Now device to help fat kids cut TV time....

India
March 4, 2008 8:21am CST
A monitoring device that cut TV and computer time in half helped young, overweight children eat less and lose weight, U.S. researchers said on Monday. And it worked without creating a lot of conflict between parents and their kids, they said. "It reduces all of those battles. The parents have to make one decision. After they make the decision, the device does the rest," said Leonard Epstein of the University at Buffalo, the State University of New York, whose study appears in the Archives of Pediatric & Adolescent Medicine. Many studies have shown that children across the industrialized world are getting heavier, brought on by a sedentary lifestyle, too much fast food, too few fruits and vegetables and TV advertising that encourages children to make unhealthful food choices. Other studies have found that TV viewing has been linked to obesity. Epstein wanted to see if a device that limited TV viewing could help younger children. His team studied 70 children aged 4 to 7 whose body mass index or BMI was at the 75th percentile or higher for their age and gender.
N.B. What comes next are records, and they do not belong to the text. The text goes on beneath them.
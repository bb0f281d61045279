mod action;
mod config;
pub mod domain;
mod entity;
mod error;
mod grounder;
mod plan;
mod planner;
mod problem;
mod search;
mod state;
mod visualizer;

pub use action::{Action, Comparison, Delta, Effects, MetricCondition, MetricEffect, Preconditions};
pub use config::{ExpansionMode, PlannerConfig, DEFAULT_EXPANSION_SAMPLE};
pub use entity::{AtomicSentence, AttributeValue, Attributes, Binding, Variable, WorldObject};
pub use error::{PlanError, Result};
pub use grounder::{build_grounded_actions, ground_action, par_build_grounded_actions};
pub use plan::{Plan, PlanArgument, PlanStep};
pub use planner::{Planner, SearchOutcome, SearchStatus};
pub use problem::{
    build_initial_state, build_world_objects, CarSpec, LocationSpec, PersonSpec, Problem,
    ProblemDescription,
};
pub use search::{DemandSupplyHeuristic, Heuristic, ZeroHeuristic};
pub use state::{ActionId, Metrics, State, StateArena, StateId, StateKey};
pub use visualizer::PlanVisualizer;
A BMI is a ratio of height and weight. All of the children regularly watched TV or played computer games at least 14 hours per week at home. About half of the children had a TV monitoring device attached to their computers and TV sets that gradually reduced their TV time by 50 percent. Researchers used the TV Allowance device made by Mindmaster Inc. in the study, but such machines are also made by other companies. The children needed to enter an access code to watch TV or play on the computer. When their allowance of screen time was used up, the TV or computer would not work.